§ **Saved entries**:
☆ ☆ ☆ ☆ ☆

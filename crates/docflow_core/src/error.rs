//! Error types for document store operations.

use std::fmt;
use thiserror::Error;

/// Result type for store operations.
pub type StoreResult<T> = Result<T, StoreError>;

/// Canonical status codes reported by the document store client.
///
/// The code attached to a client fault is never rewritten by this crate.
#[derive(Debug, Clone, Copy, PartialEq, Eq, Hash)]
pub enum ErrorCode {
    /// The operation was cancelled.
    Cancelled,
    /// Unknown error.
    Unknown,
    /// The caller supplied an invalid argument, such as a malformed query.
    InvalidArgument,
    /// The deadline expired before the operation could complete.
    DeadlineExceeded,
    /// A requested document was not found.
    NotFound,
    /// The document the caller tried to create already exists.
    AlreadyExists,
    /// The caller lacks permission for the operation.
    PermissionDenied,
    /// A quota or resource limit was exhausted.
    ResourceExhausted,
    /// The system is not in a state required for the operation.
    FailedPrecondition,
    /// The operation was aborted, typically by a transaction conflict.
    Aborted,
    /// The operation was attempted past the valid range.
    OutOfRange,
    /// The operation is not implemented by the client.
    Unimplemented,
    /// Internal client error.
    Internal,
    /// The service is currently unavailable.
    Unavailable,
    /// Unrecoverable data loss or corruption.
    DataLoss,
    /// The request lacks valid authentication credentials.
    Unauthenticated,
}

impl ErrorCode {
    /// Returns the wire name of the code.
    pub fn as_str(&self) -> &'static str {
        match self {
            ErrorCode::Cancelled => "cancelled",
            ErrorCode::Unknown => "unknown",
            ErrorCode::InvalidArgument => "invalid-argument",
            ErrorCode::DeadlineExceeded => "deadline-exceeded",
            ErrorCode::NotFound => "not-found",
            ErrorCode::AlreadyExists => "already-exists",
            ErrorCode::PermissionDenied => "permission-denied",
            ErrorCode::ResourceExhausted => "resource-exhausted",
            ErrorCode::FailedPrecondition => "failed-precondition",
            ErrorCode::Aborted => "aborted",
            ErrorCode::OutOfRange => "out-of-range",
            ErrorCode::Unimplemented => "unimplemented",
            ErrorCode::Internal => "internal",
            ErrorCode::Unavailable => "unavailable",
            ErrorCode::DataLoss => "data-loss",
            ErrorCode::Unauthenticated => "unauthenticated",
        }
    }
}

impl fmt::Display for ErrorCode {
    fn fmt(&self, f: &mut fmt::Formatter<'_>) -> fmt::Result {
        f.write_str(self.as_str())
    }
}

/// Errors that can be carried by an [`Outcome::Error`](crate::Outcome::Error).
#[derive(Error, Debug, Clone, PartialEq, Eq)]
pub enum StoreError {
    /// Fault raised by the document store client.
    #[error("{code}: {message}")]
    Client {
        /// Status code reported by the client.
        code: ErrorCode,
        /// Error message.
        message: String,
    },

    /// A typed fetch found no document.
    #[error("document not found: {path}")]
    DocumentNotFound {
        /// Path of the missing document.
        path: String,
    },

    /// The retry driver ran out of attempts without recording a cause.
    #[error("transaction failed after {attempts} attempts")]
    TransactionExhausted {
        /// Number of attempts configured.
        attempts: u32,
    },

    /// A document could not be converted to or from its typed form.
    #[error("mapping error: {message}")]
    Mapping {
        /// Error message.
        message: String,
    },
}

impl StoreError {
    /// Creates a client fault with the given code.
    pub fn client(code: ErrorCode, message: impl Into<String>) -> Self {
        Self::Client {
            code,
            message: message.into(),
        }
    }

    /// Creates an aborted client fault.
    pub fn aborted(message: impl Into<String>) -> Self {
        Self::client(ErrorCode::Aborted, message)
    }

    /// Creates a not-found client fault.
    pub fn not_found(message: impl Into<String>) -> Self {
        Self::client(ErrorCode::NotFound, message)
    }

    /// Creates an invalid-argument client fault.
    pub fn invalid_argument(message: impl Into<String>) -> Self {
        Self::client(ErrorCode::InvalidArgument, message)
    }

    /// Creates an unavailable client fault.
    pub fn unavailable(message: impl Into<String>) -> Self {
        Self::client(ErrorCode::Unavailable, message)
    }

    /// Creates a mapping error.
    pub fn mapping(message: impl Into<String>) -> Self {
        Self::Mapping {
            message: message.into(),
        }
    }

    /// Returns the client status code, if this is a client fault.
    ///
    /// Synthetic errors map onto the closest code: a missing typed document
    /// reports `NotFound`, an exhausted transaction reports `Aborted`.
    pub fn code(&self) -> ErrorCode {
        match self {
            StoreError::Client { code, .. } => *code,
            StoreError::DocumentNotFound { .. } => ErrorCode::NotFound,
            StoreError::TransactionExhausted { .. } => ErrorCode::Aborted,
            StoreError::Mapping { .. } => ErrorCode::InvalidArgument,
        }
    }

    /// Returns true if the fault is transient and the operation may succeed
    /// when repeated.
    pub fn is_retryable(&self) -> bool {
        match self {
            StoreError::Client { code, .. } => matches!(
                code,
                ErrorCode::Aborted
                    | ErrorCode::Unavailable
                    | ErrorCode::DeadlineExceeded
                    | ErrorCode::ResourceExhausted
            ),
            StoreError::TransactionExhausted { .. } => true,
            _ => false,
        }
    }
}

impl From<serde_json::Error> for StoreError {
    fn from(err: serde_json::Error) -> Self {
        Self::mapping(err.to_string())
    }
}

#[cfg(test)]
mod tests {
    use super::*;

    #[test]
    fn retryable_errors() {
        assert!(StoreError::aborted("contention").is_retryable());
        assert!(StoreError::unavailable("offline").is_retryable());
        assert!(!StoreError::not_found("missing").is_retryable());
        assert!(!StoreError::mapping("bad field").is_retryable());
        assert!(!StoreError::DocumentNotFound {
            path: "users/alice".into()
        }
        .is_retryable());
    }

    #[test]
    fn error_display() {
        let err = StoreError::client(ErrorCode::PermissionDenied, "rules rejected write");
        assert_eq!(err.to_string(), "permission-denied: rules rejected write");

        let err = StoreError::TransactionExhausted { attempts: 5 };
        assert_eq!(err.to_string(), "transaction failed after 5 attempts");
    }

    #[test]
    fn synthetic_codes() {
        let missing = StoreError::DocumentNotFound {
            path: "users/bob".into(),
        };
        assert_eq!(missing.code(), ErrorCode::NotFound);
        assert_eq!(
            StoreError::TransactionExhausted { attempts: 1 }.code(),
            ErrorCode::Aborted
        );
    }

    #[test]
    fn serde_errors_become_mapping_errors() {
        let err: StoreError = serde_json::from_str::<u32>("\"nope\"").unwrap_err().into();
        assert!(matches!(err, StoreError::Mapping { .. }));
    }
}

☆ ☆ ☆ ☆ ☆

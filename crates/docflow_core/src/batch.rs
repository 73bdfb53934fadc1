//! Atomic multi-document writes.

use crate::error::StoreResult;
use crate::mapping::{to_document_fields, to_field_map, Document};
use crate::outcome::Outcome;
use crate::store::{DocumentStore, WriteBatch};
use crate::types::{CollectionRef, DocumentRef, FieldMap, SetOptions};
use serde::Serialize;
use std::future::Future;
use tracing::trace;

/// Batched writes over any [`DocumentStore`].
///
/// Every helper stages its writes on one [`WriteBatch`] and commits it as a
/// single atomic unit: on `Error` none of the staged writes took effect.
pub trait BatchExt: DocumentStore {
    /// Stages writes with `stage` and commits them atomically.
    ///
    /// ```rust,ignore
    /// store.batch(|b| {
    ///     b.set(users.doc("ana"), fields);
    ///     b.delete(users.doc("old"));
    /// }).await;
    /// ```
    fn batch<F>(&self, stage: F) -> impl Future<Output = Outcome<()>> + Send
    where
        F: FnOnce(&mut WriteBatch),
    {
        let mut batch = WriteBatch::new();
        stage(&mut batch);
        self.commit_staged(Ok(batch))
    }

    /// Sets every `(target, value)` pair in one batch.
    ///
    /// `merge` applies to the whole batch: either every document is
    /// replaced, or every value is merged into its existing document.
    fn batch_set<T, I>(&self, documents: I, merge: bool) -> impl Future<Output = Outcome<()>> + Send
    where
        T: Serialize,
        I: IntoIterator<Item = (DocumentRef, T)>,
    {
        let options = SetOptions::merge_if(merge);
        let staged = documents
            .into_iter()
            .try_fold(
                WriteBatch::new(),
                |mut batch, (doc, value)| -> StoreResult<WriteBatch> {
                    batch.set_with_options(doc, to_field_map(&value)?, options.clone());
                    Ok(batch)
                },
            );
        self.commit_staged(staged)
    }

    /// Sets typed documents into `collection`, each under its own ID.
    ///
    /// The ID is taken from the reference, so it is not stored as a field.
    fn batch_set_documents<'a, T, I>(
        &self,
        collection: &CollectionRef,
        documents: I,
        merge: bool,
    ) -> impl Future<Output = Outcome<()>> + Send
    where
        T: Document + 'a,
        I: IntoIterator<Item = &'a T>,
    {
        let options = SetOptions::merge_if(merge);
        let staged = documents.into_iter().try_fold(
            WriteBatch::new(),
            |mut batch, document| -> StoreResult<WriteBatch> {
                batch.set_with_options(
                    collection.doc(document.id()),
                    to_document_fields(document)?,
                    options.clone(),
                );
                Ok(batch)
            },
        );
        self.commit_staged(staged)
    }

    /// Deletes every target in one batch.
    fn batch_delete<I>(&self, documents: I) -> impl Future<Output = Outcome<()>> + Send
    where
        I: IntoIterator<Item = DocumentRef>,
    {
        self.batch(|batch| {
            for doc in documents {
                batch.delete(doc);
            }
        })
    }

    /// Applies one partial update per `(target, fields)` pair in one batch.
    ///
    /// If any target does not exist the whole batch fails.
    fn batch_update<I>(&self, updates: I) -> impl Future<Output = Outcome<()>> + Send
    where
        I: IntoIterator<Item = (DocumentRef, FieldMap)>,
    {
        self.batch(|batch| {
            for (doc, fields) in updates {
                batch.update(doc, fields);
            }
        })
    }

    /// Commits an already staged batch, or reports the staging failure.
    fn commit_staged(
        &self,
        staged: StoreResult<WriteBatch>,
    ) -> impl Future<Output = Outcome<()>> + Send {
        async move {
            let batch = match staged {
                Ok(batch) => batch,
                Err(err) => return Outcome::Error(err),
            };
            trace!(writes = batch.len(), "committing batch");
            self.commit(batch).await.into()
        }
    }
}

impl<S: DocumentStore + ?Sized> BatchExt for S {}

☆ ☆ ☆ ☆ ☆

§ **Problem description**:
In the lines above, find the word "DocumentStore" and copy every line it occurs in.

§ **Result of the task**:
use crate::store::{DocumentStore, WriteBatch};
/// Batched writes over any [`DocumentStore`].
pub trait BatchExt: DocumentStore {
impl<S: DocumentStore + ?Sized> BatchExt for S {}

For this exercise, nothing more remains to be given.